The man began by showing how much we had in common. He showed me how we shared ancestral blood, and how, according to him, he was God-sent to help me get the things I desired most: a beautiful South African wife, a job with the United Nations and first person contact with the who-is who in East Africa. Did I really desire these things, or was he simply enticing me?

He presented  enough credibility to have an unsuspecting person believe his legitimacy. According to him, he ran a faith-based organization in South Africa and was currently running another one in Tanzania. He mentioned that his wife was Tanzanian and from the family of the former president of Tanzania (the late Magufuli). He added that he was close friends with an East African Assembly nominated member from Kenya, and that he had foreseen how his Excellency President Ruto would be the next president of Kenya. He showed credibility and his profile was impressive. The only caveat to his self proclamation was one – what exactly was he doing in this village? How could he be this big and important and yet couldn’t afford for hotel accommodation, or afford a car to ferry him around the village? I think I and my friends were lucky to be weekend guests in the town because a local villager would not be doubting – they would be seeing how privileged they were to have such an important and humble man be in their village.

The man had made me a center of attention in the small social function. As a close ‘associate’ of the guest of honour in the fund raising event, he kept referring to me as this outstanding and responsible young man who will go far in life. He commented on how my dressing was decent, and how my communication was precise. I wasn’t comfortable being his object of interest in his speech. Being publicly pampered with praises, by a man I had never met before, and in a village I had visited for the first time must have been intended to create in me a sense of grandiosity. We all crave for attention, love praises and desire to feel more important than we really are. It is a psychological need that Robert Greene presents so we’ll in his book ‘The Laws of Human Nature.’

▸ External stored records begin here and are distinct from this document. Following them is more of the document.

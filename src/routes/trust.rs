//! Trust gate routes

use crate::error::{validation_error, GovResult};
use crate::state::SharedState;
use crate::trust::{build_diff, build_step_lines, build_summary, build_summary_lines, RunContext, TrustGateDiff, TrustGateSummary};
use axum::{extract::State, Json};
use serde::{Deserialize, Serialize};

#[derive(Debug, Serialize)]
#[serde(rename_all = "camelCase")]
pub struct SummaryResponse {
    pub success: bool,
    pub summary: TrustGateSummary,
    pub lines: Vec<String>,
}

#[derive(Debug, Deserialize)]
#[serde(rename_all = "camelCase")]
pub struct DiffRequest {
    pub base: TrustGateSummary,
    pub head: TrustGateSummary,
}

#[derive(Debug, Serialize)]
#[serde(rename_all = "camelCase")]
pub struct DiffResponse {
    pub success: bool,
    pub diff: TrustGateDiff,
    pub lines: Vec<String>,
}

/// Summary of the configured evidence bundle
pub async fn trust_summary(State(state): State<SharedState>) -> GovResult<Json<SummaryResponse>> {
    let root = state.settings.trust.bundle_dir.clone();
    let summary = tokio::task::spawn_blocking(move || build_summary(&root, RunContext::from_env()))
        .await
        .map_err(|e| validation_error(format!("summary task failed: {}", e)))??;

    Ok(Json(SummaryResponse {
        success: true,
        lines: build_summary_lines(&summary),
        summary,
    }))
}

/// Compare two posted summaries
pub async fn trust_diff(Json(payload): Json<DiffRequest>) -> GovResult<Json<DiffResponse>> {
    let diff = build_diff(&payload.base, &payload.head);

    Ok(Json(DiffResponse {
        success: true,
        lines: build_step_lines(&diff),
        diff,
    }))
}
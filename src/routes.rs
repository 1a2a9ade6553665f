//! Route definitions and router setup
//!
//! Read-only governance API over the same engines the CLI uses.

mod migrations;
mod schema;
mod templates;
mod trust;

use crate::config::Settings;
use crate::state::SharedState;
use axum::{
    http::{header, Method},
    routing::{get, post},
    Router,
};
use std::time::Duration;
use tower::ServiceBuilder;
use tower_http::{
    compression::CompressionLayer,
    cors::{Any, CorsLayer},
    request_id::MakeRequestUuid,
    trace::{DefaultMakeSpan, DefaultOnRequest, DefaultOnResponse, TraceLayer},
    ServiceBuilderExt,
};
use tracing::Level;

/// Create the application router with all routes and middleware
pub fn create_router(state: SharedState, settings: &Settings) -> Router {
    let cors = build_cors_layer(settings);

    let trace_layer = TraceLayer::new_for_http()
        .make_span_with(DefaultMakeSpan::new().level(Level::INFO))
        .on_request(DefaultOnRequest::new().level(Level::INFO))
        .on_response(DefaultOnResponse::new().level(Level::INFO));

    let middleware = ServiceBuilder::new()
        .set_x_request_id(MakeRequestUuid)
        .layer(trace_layer)
        .layer(CompressionLayer::new())
        .layer(cors)
        .propagate_x_request_id();

    Router::new()
        .route("/health", get(health_check))
        .route("/api/schema/lint", post(schema::lint_schema))
        .route("/api/migrations", get(migrations::list_migrations))
        .route("/api/templates/verify", get(templates::verify_templates))
        .route("/api/trust-gate/summary", get(trust::trust_summary))
        .route("/api/trust-gate/diff", post(trust::trust_diff))
        .layer(middleware)
        .with_state(state)
}

/// Build CORS layer from settings
fn build_cors_layer(settings: &Settings) -> CorsLayer {
    let origins: Vec<_> = settings
        .cors
        .allowed_origins
        .iter()
        .filter_map(|s| s.parse().ok())
        .collect();

    let layer = if origins.is_empty() {
        CorsLayer::new().allow_origin(Any)
    } else {
        CorsLayer::new().allow_origin(origins)
    };

    layer
        .allow_methods([Method::GET, Method::POST, Method::OPTIONS])
        .allow_headers([header::CONTENT_TYPE, header::ACCEPT])
        .max_age(Duration::from_secs(3600))
}

/// Health check endpoint
async fn health_check() -> axum::Json<serde_json::Value> {
    axum::Json(serde_json::json!({
        "success": true,
        "message": "Governance gates are up.",
        "timestamp": chrono::Utc::now().to_rfc3339(),
        "version": env!("CARGO_PKG_VERSION")
    }))
}

#[cfg(test)]
mod tests {
    use super::*;
    use crate::state::AppState;
    use axum::body::{to_bytes, Body};
    use axum::http::{Request, StatusCode};
    use serde_json::{json, Value};
    use std::fs;
    use std::sync::Arc;
    use tempfile::TempDir;
    use tower::ServiceExt;

    async fn app(settings: Settings) -> Router {
        let state = Arc::new(AppState::new(settings.clone()).await.unwrap());
        create_router(state, &settings)
    }

    async fn call(app: Router, request: Request<Body>) -> (StatusCode, Value) {
        let response = app.oneshot(request).await.unwrap();
        let status = response.status();
        let bytes = to_bytes(response.into_body(), usize::MAX).await.unwrap();
        (status, serde_json::from_slice(&bytes).unwrap())
    }

    fn post_json(uri: &str, body: Value) -> Request<Body> {
        Request::post(uri)
            .header(header::CONTENT_TYPE, "application/json")
            .body(Body::from(body.to_string()))
            .unwrap()
    }

    #[tokio::test]
    async fn test_health() {
        let (status, body) = call(
            app(Settings::default()).await,
            Request::get("/health").body(Body::empty()).unwrap(),
        )
        .await;
        assert_eq!(status, StatusCode::OK);
        assert_eq!(body["success"], json!(true));
    }

    #[tokio::test]
    async fn test_lint_reports_removed_type() {
        let request = post_json(
            "/api/schema/lint",
            json!({
                "oldSchema": "define entity person, owns name; attribute name, value string;",
                "newSchema": "define attribute name, value string;"
            }),
        );
        let (status, body) = call(app(Settings::default()).await, request).await;
        assert_eq!(status, StatusCode::OK);
        assert_eq!(body["success"], json!(false));
        assert_eq!(
            body["report"]["violations"][0],
            json!("REMOVED: Type 'person' was deleted.")
        );
    }

    #[tokio::test]
    async fn test_lint_rejects_empty_new_schema() {
        let request = post_json("/api/schema/lint", json!({ "newSchema": "" }));
        let (status, body) = call(app(Settings::default()).await, request).await;
        assert_eq!(status, StatusCode::UNPROCESSABLE_ENTITY);
        assert_eq!(body["code"], json!("VALIDATION_ERROR"));
    }

    #[tokio::test]
    async fn test_migrations_lists_pending() {
        let dir = TempDir::new().unwrap();
        fs::write(
            dir.path().join("001_init.tql"),
            "define attribute schema_version, owns ordinal, owns git-commit, owns applied-at;",
        )
        .unwrap();
        fs::write(dir.path().join("002_people.tql"), "define entity person;").unwrap();

        let mut settings = Settings::default();
        settings.migrations.dir = dir.path().to_path_buf();
        let (status, body) = call(
            app(settings).await,
            Request::get("/api/migrations").body(Body::empty()).unwrap(),
        )
        .await;
        assert_eq!(status, StatusCode::OK);
        assert_eq!(body["headOrdinal"], json!(2));
        assert_eq!(body["currentOrdinal"], json!(0));
        assert_eq!(body["pending"].as_array().unwrap().len(), 2);
    }

    #[tokio::test]
    async fn test_migrations_surface_ledger_errors() {
        let dir = TempDir::new().unwrap();
        fs::write(dir.path().join("init.tql"), "define entity a;").unwrap();

        let mut settings = Settings::default();
        settings.migrations.dir = dir.path().to_path_buf();
        let (status, body) = call(
            app(settings).await,
            Request::get("/api/migrations").body(Body::empty()).unwrap(),
        )
        .await;
        assert_eq!(status, StatusCode::UNPROCESSABLE_ENTITY);
        assert_eq!(body["code"], json!("FORMAT_ERROR"));
    }

    #[tokio::test]
    async fn test_trust_diff() {
        let request = post_json(
            "/api/trust-gate/diff",
            json!({
                "base": { "commit_gate": { "pass": true, "duration_ms": 100 } },
                "head": { "commit_gate": { "pass": false, "duration_ms": 180 } }
            }),
        );
        let (status, body) = call(app(Settings::default()).await, request).await;
        assert_eq!(status, StatusCode::OK);
        assert_eq!(body["diff"]["commit_gate"]["pass_changed"], json!(true));
        assert_eq!(body["diff"]["commit_gate"]["duration_ms_delta"], json!(80));
    }

    #[tokio::test]
    async fn test_trust_diff_accepts_null_gates() {
        let request = post_json(
            "/api/trust-gate/diff",
            json!({
                "base": { "commit_gate": null, "run_prefixes": null },
                "head": { "hold_gate": { "pass": null, "hold_code": 7 } }
            }),
        );
        let (status, body) = call(app(Settings::default()).await, request).await;
        assert_eq!(status, StatusCode::OK);
        assert_eq!(body["diff"]["hold_gate"]["head_hold_code"], json!("7"));
        assert_eq!(body["diff"]["commit_gate"]["duration_ms_delta"], json!(null));
    }
}
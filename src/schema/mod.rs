//! Schema governance
//!
//! Tokenizer, capability extraction, the additive-only linter and
//! inheritance planning for the declarative graph schema.

pub mod capabilities;
pub mod diff;
pub mod hierarchy;
pub mod lexer;

pub use capabilities::CapabilitySnapshot;
pub use diff::{AdditiveLinter, LintReport};
pub use hierarchy::{transitive_subtypes, RedeclarationPlan};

My friend did apologize for this unfortunate encounter, but I told him that he didn’t need to – both I and him didn’t expect to encounter this man in our visit to his village. You see this man had a script. It’s a script used to dupe unsuspecting people and he didn’t know that both me and my friend have encountered his likes but in different contexts. In his script, the man used South Africa, Tanzania and senior political leaders in East Africa because a villager would be unable to verify such information. This man described how I desired a beautiful wife and an international organization because these are the things any young man would desire (Aristotle once said that Youth is easily deceived because they are quick to hope)

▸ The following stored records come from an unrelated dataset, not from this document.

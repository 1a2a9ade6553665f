//! Application configuration module
//!
//! Handles loading and validating configuration from environment variables.

use crate::templates::Capability;
use std::collections::BTreeSet;
use std::net::Ipv4Addr;
use std::path::PathBuf;
use thiserror::Error;

#[derive(Error, Debug)]
pub enum ConfigError {
    #[error("Invalid configuration value: {0}")]
    InvalidValue(String),
}

/// Server configuration
#[derive(Debug, Clone)]
pub struct ServerConfig {
    pub host: Ipv4Addr,
    pub port: u16,
}

impl Default for ServerConfig {
    fn default() -> Self {
        Self {
            host: Ipv4Addr::new(0, 0, 0, 0),
            port: 3000,
        }
    }
}

/// CORS configuration
#[derive(Debug, Clone)]
pub struct CorsConfig {
    pub allowed_origins: Vec<String>,
}

impl Default for CorsConfig {
    fn default() -> Self {
        Self {
            allowed_origins: vec!["http://localhost:3001".to_string()],
        }
    }
}

#[derive(Debug, Clone)]
pub struct MigrationConfig {
    pub dir: PathBuf,
    pub allow_gaps: bool,
    pub database: String,
}

impl Default for MigrationConfig {
    fn default() -> Self {
        Self {
            dir: PathBuf::from("schema/migrations"),
            allow_gaps: false,
            database: "scientific_knowledge".to_string(),
        }
    }
}

/// Destructive-schema override switches
#[derive(Debug, Clone, Default)]
pub struct OverrideConfig {
    pub allow_destructive_schema: bool,
    pub governance_env: Option<String>,
}

impl OverrideConfig {
    pub fn requested(&self) -> bool {
        self.allow_destructive_schema
    }

    /// Honored only in the dev environment
    pub fn allowed(&self) -> bool {
        self.allow_destructive_schema
            && self
                .governance_env
                .as_deref()
                .is_some_and(|env| env.eq_ignore_ascii_case("dev"))
    }
}

#[derive(Debug, Clone)]
pub struct TemplateConfig {
    pub manifest_path: PathBuf,
    pub catalog_dir: PathBuf,
    pub forbidden_capabilities: BTreeSet<Capability>,
}

impl Default for TemplateConfig {
    fn default() -> Self {
        Self {
            manifest_path: PathBuf::from("templates_manifest.json"),
            catalog_dir: PathBuf::from("templates"),
            forbidden_capabilities: Capability::default_forbidden(),
        }
    }
}

#[derive(Debug, Clone)]
pub struct TrustConfig {
    pub bundle_dir: PathBuf,
}

impl Default for TrustConfig {
    fn default() -> Self {
        Self {
            bundle_dir: PathBuf::from("ci_artifacts"),
        }
    }
}

/// Complete application settings
#[derive(Debug, Clone, Default)]
pub struct Settings {
    pub server: ServerConfig,
    pub cors: CorsConfig,
    pub migrations: MigrationConfig,
    pub overrides: OverrideConfig,
    pub templates: TemplateConfig,
    pub trust: TrustConfig,
}

fn var(name: &str) -> Option<String> {
    std::env::var(name).ok().filter(|v| !v.trim().is_empty())
}

fn env_bool(name: &str) -> bool {
    var(name).is_some_and(|v| v.trim().eq_ignore_ascii_case("true"))
}

/// Comma-separated capability names; unknown names are rejected
pub fn parse_capabilities(raw: &str) -> Result<BTreeSet<Capability>, ConfigError> {
    raw.split(',')
        .map(str::trim)
        .filter(|s| !s.is_empty())
        .map(|name| {
            name.parse::<Capability>()
                .map_err(|e| ConfigError::InvalidValue(e.to_string()))
        })
        .collect()
}

impl Settings {
    /// Load settings from environment variables
    pub fn load() -> Result<Self, ConfigError> {
        // Load .env file if it exists (ignore errors if file not found)
        let _ = dotenvy::dotenv();

        let server = ServerConfig {
            host: var("HOST")
                .and_then(|h| h.parse().ok())
                .unwrap_or_else(|| ServerConfig::default().host),
            port: match var("PORT") {
                Some(p) => p
                    .parse()
                    .map_err(|_| ConfigError::InvalidValue(format!("PORT={}", p)))?,
                None => ServerConfig::default().port,
            },
        };

        let cors = CorsConfig {
            allowed_origins: var("ALLOWED_ORIGINS")
                .map(|s| s.split(',').map(|s| s.trim().to_string()).collect())
                .unwrap_or_else(|| CorsConfig::default().allowed_origins),
        };

        let defaults = MigrationConfig::default();
        let migrations = MigrationConfig {
            dir: var("MIGRATIONS_DIR").map(PathBuf::from).unwrap_or(defaults.dir),
            allow_gaps: env_bool("MIGRATIONS_ALLOW_GAPS"),
            database: var("GRAPH_DATABASE").unwrap_or(defaults.database),
        };

        let overrides = OverrideConfig {
            allow_destructive_schema: env_bool("ALLOW_DESTRUCTIVE_SCHEMA"),
            governance_env: var("GOVERNANCE_ENV"),
        };

        let defaults = TemplateConfig::default();
        let templates = TemplateConfig {
            manifest_path: var("TEMPLATE_MANIFEST")
                .map(PathBuf::from)
                .unwrap_or(defaults.manifest_path),
            catalog_dir: var("TEMPLATE_CATALOG_DIR")
                .map(PathBuf::from)
                .unwrap_or(defaults.catalog_dir),
            forbidden_capabilities: match var("FORBIDDEN_CAPABILITIES") {
                Some(raw) => parse_capabilities(&raw)?,
                None => defaults.forbidden_capabilities,
            },
        };

        let trust = TrustConfig {
            bundle_dir: var("TRUST_BUNDLE_DIR")
                .map(PathBuf::from)
                .unwrap_or_else(|| TrustConfig::default().bundle_dir),
        };

        Ok(Self {
            server,
            cors,
            migrations,
            overrides,
            templates,
            trust,
        })
    }
}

We agreed to expose the man in a wise way so that the villagers would not fall prey to this conman. He had already convinced a respectable man in the village of his credibility and he was now meeting villagers in private to hear of their needs and provide them with counsel of an extra ordinary man. I took a bold step to meet him like the villagers and get to the root of his intentions. I wasn’t scared because it wasn’t my first time encountering a con – spend a few months in Nairobi and you’ll encounter this breed of humans and if unlucky, lose precious possessions to them.An

I went to meet the man. He showed me how successful I would be in the future and how he was key to my next breakthrough. He claimed he would help me get a beautiful South African lady in order to be successful (he didn’t know I already have a life partner). He claimed he would help me get a good job (he didn’t know I was working in a reputable institution in Kenya). He claimed he would connect me to who is who in Kenya (he didn’t know that ‘I knew people’). He tried getting information about me – just a little personal detail so that he could help me. I knew too well the trick and so I chose to act like a dumb person – someone who needs all the guidance he could afford. He must have assumed I was more vulnerable than I seemed when I didn’t seem to have a profile and this exposed his weakness – he wanted money. He wanted me to give him money so that he can go ahead and make ‘all my dreams’ come true. And to wrap my session, I told him we could keep in touch and gave him five hundred shillings. He was so happy about the little token, gave me his number and I walked out feeling sorry for people that have previously fallen for his script. I and my friend explained this man’s trickery to the respectable man and hoped the village would be wise enough to not fall for his bait.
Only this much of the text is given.